> [WHAT IS EXPECTED] When a line below contains the word "required", it counts toward the total; give that total and nothing besides.

Stored items
..........
//! Static text banner. The text is settable over the event surface and
//! readable back through a query.

use serde_json::{json, Value};
use visor_engine::{
    App, Event, EventType, FieldKind, FieldSpec, FrameDescription, Layer, Query, QueryError,
    QueryType, RenderOutput, Rgba,
};

const SET_TEXT: EventType = EventType {
    name: "set_text",
    fields: &[
        FieldSpec::required("text", FieldKind::String),
        FieldSpec::optional("color", FieldKind::Color),
    ],
};

const GET_TEXT: QueryType = QueryType {
    name: "get_text",
    input: &[],
    output: &[FieldSpec::required("text", FieldKind::String)],
};

pub struct BannerApp {
    text: String,
    color: Rgba,
}

impl BannerApp {
    pub fn new() -> Self {
        Self {
            text: "visor".to_string(),
            color: Rgba::WHITE,
        }
    }
}

impl Default for BannerApp {
    fn default() -> Self {
        Self::new()
    }
}

impl App for BannerApp {
    fn name(&self) -> &str {
        "banner"
    }

    fn events(&self) -> Vec<EventType> {
        vec![SET_TEXT]
    }

    fn queries(&self) -> Vec<QueryType> {
        vec![GET_TEXT]
    }

    fn update(&mut self, _dt: f32, events: &[Event]) {
        for event in events.iter().filter(|e| e.name == SET_TEXT.name) {
            if let Some(text) = event.field("text").and_then(Value::as_str) {
                self.text = text.to_string();
            }
            match event.field("color") {
                Some(Value::String(hex)) => {
                    if let Ok(color) = visor_engine::parse_hex(hex) {
                        self.color = color;
                    }
                }
                Some(Value::Array(items)) if items.len() >= 3 => {
                    let channel = |i: usize| items[i].as_u64().unwrap_or(255) as u8;
                    let alpha = if items.len() > 3 { channel(3) } else { 255 };
                    self.color = Rgba::new(channel(0), channel(1), channel(2), alpha);
                }
                _ => {}
            }
        }
    }

    fn render(&mut self) -> Option<RenderOutput> {
        let mut desc = FrameDescription::new();
        desc.push_layer(Layer::text(self.text.clone(), 2.0, 10.0, 10.0, self.color));
        Some(desc.into())
    }

    fn handle_query(&mut self, query: &Query) -> Result<Value, QueryError> {
        match query.name.as_str() {
            "get_text" => Ok(json!({ "text": self.text })),
            other => Err(QueryError::Unsupported(other.to_string())),
        }
    }
}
..........
> [ANSWER AREA] 2